Andrew Macdonald (1757–1790), pen name Matthew Bramble, was a Scottish clergyman, poet and playwright.
Andrew MacDonald was born on 27 February 1757, the son of George Donald, a gardener. The family lived in Leith, the busy port for Edinburgh on the Firth of Forth, and Andrew Donald (as he was then) attended the Grammar School in Leith; at an early age he demonstrated a flair for music. The Donald family was Episcopalian; the non-juror Scottish Episcopal Church at this time was heavily proscribed following its support for Bonnie Prince Charlie in the Jacobite rising a few years before. Laws had been passed to prevent clergy from officiating, and punished anyone who attended services.
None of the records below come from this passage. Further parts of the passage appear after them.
//! Device session control: process resolution and incremental device logs.
//!
//! A running app's pid changes across restarts, so the process handle is
//! re-resolved on every fetch and never cached. "App not running" is an
//! expected steady state reported as a not-found marker, not an error.

use std::sync::Arc;

use serde::Serialize;

use apprelay_core::cursor::{CursorDomain, LogChunk};
use apprelay_core::prelude::*;
use apprelay_core::ClockTranslator;

use crate::bridge::DeviceBridge;

/// Sentinel pid for "no such process"
pub const NOT_FOUND_PID: i32 = -1;

/// A resolved on-device process handle
#[derive(Debug, Clone, PartialEq, Eq, Serialize)]
#[serde(rename_all = "camelCase")]
pub struct DeviceProcess {
    pub package: String,
    pub pid: i32,
}

impl DeviceProcess {
    pub fn not_found(package: impl Into<String>) -> Self {
        Self {
            package: package.into(),
            pid: NOT_FOUND_PID,
        }
    }

    pub fn is_found(&self) -> bool {
        self.pid > 0
    }
}

/// Resolves app processes and tails their log stream incrementally
#[derive(Clone)]
pub struct DeviceSession {
    bridge: Arc<dyn DeviceBridge>,
    clock: ClockTranslator,
}

impl DeviceSession {
    pub fn new(bridge: Arc<dyn DeviceBridge>, clock: ClockTranslator) -> Self {
        Self { bridge, clock }
    }

    /// Resolve a package name to its running process.
    ///
    /// An exact match on the listing's name column wins; otherwise the
    /// first case-insensitive substring match is taken, which covers
    /// suffixed service processes like `com.example.app:push`.
    pub async fn resolve_process(&self, package: &str) -> Result<DeviceProcess> {
        let listing = self.bridge.list_processes().await?;
        let pid = find_pid(&listing, package);
        if pid <= 0 {
            debug!("No process found for {package}");
            return Ok(DeviceProcess::not_found(package));
        }
        Ok(DeviceProcess {
            package: package.to_string(),
            pid,
        })
    }

    /// Device log lines for one app since a wall-clock cursor.
    ///
    /// The returned cursor is the wall clock at fetch time, so the caller
    /// advances even when the app logged nothing, or is not running at
    /// all, which yields an empty chunk rather than an error.
    pub async fn logs(&self, package: &str, since_wall_ms: i64) -> Result<LogChunk> {
        let process = self.resolve_process(package).await?;
        if !process.is_found() {
            return Ok(LogChunk::empty(
                self.clock.next_cursor(CursorDomain::Device),
            ));
        }

        let marker = self.clock.to_device_local(since_wall_ms);
        let raw = self.bridge.tail_log(&marker).await?;
        let content = filter_by_pid(&raw, process.pid);

        Ok(LogChunk::new(
            content,
            self.clock.next_cursor(CursorDomain::Device),
        ))
    }
}

/// Find a package's pid in a `ps` listing.
///
/// Rows are split on whitespace (column offsets drift between tool
/// versions); the name is the final field and the pid the second.
fn find_pid(listing: &str, package: &str) -> i32 {
    let wanted = package.to_lowercase();
    let mut substring_match: Option<i32> = None;

    for line in listing.lines() {
        let fields: Vec<&str> = line.split_whitespace().collect();
        if fields.len() < 2 {
            continue;
        }
        let Ok(pid) = fields[1].parse::<i32>() else {
            // Header row and malformed lines land here
            continue;
        };
        let name = fields[fields.len() - 1].to_lowercase();

        if name == wanted {
            return pid;
        }
        if substring_match.is_none() && name.contains(&wanted) {
            substring_match = Some(pid);
        }
    }

    substring_match.unwrap_or(NOT_FOUND_PID)
}

/// Keep only log lines belonging to a pid.
///
/// The pid must appear as a whole whitespace-separated token; substring
/// matching would also hit pids embedded in larger numbers or message
/// text.
fn filter_by_pid(raw: &str, pid: i32) -> String {
    let needle = pid.to_string();
    let matched: Vec<&str> = raw
        .lines()
        .filter(|line| line.split_whitespace().any(|token| token == needle))
        .collect();
    matched.join("\n")
}
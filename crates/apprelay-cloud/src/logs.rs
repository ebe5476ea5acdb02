//! Incremental build-log fetching.
//!
//! The build id decomposes into `(project, run_id)`; the log group is
//! derived from the project name and the run id doubles as the log stream
//! name. The returned cursor is the wall clock at fetch time, never a
//! timestamp parsed out of the fetched events, so an empty poll still makes
//! forward progress.

use std::sync::Arc;

use serde::Serialize;

use apprelay_core::cursor::CursorDomain;
use apprelay_core::prelude::*;
use apprelay_core::{BuildHandle, ClockTranslator};

use crate::service::{BuildService, LogEvent};

/// One page of build-log events plus the cursor to resume from
#[derive(Debug, Clone, Serialize)]
#[serde(rename_all = "camelCase")]
pub struct BuildLogPage {
    pub events: Vec<LogEvent>,
    pub next_since: i64,
}

/// Fetches build logs incrementally against a caller-held cursor
#[derive(Clone)]
pub struct BuildLogFetcher {
    service: Arc<dyn BuildService>,
    log_group_prefix: String,
    clock: ClockTranslator,
}

impl BuildLogFetcher {
    pub fn new(
        service: Arc<dyn BuildService>,
        log_group_prefix: impl Into<String>,
        clock: ClockTranslator,
    ) -> Self {
        Self {
            service,
            log_group_prefix: log_group_prefix.into(),
            clock,
        }
    }

    /// The log group holding all runs of one project
    pub fn log_group(&self, project: &str) -> String {
        format!("{}{project}", self.log_group_prefix)
    }

    /// Events since `since_millis` for the given build.
    ///
    /// Duplicate events across overlapping polls are possible and left to
    /// the caller; dropped in-range events are not.
    pub async fn fetch(&self, build_id: &str, since_millis: i64) -> Result<BuildLogPage> {
        let handle = BuildHandle::parse(build_id)?;
        let group = self.log_group(&handle.project);

        let events = self
            .service
            .log_events(&group, &handle.run_id, since_millis)
            .await?;
        debug!(
            "Fetched {} build log events for {build_id} since {since_millis}",
            events.len()
        );

        Ok(BuildLogPage {
            events,
            next_since: self.clock.next_cursor(CursorDomain::Build).epoch_millis,
        })
    }
}
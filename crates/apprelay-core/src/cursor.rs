//! Timestamp-based progress markers for incremental log retrieval

use chrono::Utc;
use serde::{Deserialize, Serialize};

/// Which clock domain a cursor belongs to
#[derive(Debug, Clone, Copy, PartialEq, Eq, Serialize, Deserialize)]
#[serde(rename_all = "camelCase")]
pub enum CursorDomain {
    /// Build-service log timestamps (epoch millis, UTC)
    Build,
    /// Device-local log timestamps
    Device,
}

/// Last point already delivered to the caller.
///
/// Supplied by the caller on each fetch; fetchers return a new cursor
/// alongside content. A cursor never moves backwards for a given stream:
/// resubmitting an old cursor may produce duplicate lines, never gaps.
#[derive(Debug, Clone, Copy, PartialEq, Eq, Serialize, Deserialize)]
#[serde(rename_all = "camelCase")]
pub struct LogCursor {
    pub epoch_millis: i64,
    pub domain: CursorDomain,
}

impl LogCursor {
    pub fn new(epoch_millis: i64, domain: CursorDomain) -> Self {
        Self {
            epoch_millis,
            domain,
        }
    }

    /// Cursor at the start of the stream
    pub fn origin(domain: CursorDomain) -> Self {
        Self::new(0, domain)
    }

    /// Cursor at the current wall clock
    pub fn now(domain: CursorDomain) -> Self {
        Self::new(Utc::now().timestamp_millis(), domain)
    }

    /// Advance to `epoch_millis`, never moving backwards
    pub fn advanced_to(self, epoch_millis: i64) -> Self {
        Self {
            epoch_millis: self.epoch_millis.max(epoch_millis),
            domain: self.domain,
        }
    }
}

/// One incremental fetch result: new content plus the cursor to resume from
#[derive(Debug, Clone, Serialize, Deserialize)]
#[serde(rename_all = "camelCase")]
pub struct LogChunk {
    pub content: String,
    pub next_cursor: LogCursor,
}

impl LogChunk {
    pub fn new(content: impl Into<String>, next_cursor: LogCursor) -> Self {
        Self {
            content: content.into(),
            next_cursor,
        }
    }

    /// Empty chunk that still advances the cursor
    pub fn empty(next_cursor: LogCursor) -> Self {
        Self::new(String::new(), next_cursor)
    }
}
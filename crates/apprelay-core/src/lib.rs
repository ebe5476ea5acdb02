//! # apprelay-core - Core Domain Types
//!
//! Foundation crate for apprelay. Provides the clock translator, log
//! cursors, build identifiers, the project event model, error handling,
//! and the logging bootstrap.
//!
//! This crate has **zero internal dependencies** -- it only depends on
//! external crates (serde, chrono, thiserror, tracing).
//!
//! ## Public API
//!
//! ### Clock Translation (`clock`)
//! - [`ClockTranslator`] - converts between wall-clock UTC, device-local,
//!   and build-service time domains; produces next-poll cursors
//!
//! ### Cursors (`cursor`)
//! - [`LogCursor`], [`LogChunk`], [`CursorDomain`] - incremental,
//!   monotone progress markers for log retrieval
//!
//! ### Builds (`build`)
//! - [`BuildHandle`] - opaque `<project>:<run_id>` correlation id
//! - [`BuildState`] - `Requested -> Running -> {Succeeded, Failed}`
//!
//! ### Events (`event`)
//! - [`ProjectEvent`] - boundary-validated event with an open
//!   [`EventAction`] tag and opaque payload
//!
//! ### Error Handling (`error`)
//! - [`Error`] - taxonomy: expected `NotFound`/`AlreadyExists`, surfaced
//!   `ServiceUnavailable`, isolated `InstallFailure`
//! - [`Result`] - type alias for `std::result::Result<T, Error>`
//!
//! ## Prelude
//!
//! Import commonly used types with:
//! ```rust
//! use apprelay_core::prelude::*;
//! ```

pub mod build;
pub mod clock;
pub mod cursor;
pub mod error;
pub mod event;
pub mod logging;

/// Prelude for common imports used throughout all apprelay crates
pub mod prelude {
    pub use super::error::{Error, Result, ResultExt};
    pub use tracing::{debug, error, info, instrument, trace, warn};
}

// Re-export commonly used types at crate root for convenience
pub use build::{BuildHandle, BuildRequest, BuildState};
pub use clock::{ClockTranslator, DEFAULT_DEVICE_LEAD_MS};
pub use cursor::{CursorDomain, LogChunk, LogCursor};
pub use error::{Error, InstallStep, Result, ResultExt};
pub use event::{EventAction, ProjectEvent};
Another resident in Leith at this period was the Scottish Episcopalian bishop, Robert Forbes. The precocious gardener’s son impressed Bishop Forbes, who sent him to study at the University of Edinburgh with a view to ordination. Although Scottish Episcopal ordination was officially banned at the time, Bishop Forbes ordained Andrew Donald into deacon’s orders in 1775. It was at this time that the surname was changed to Macdonald (also written as M’Donald).
Andrew Macdonald spent a year as private tutor to the children of the Oliphants of Gask in Perthshire. Mr and Mrs Laurence Oliphant were influential Jacobites, and their daughter Carolina, Baroness Nairne, would later become celebrated for her popular Jacobite verse.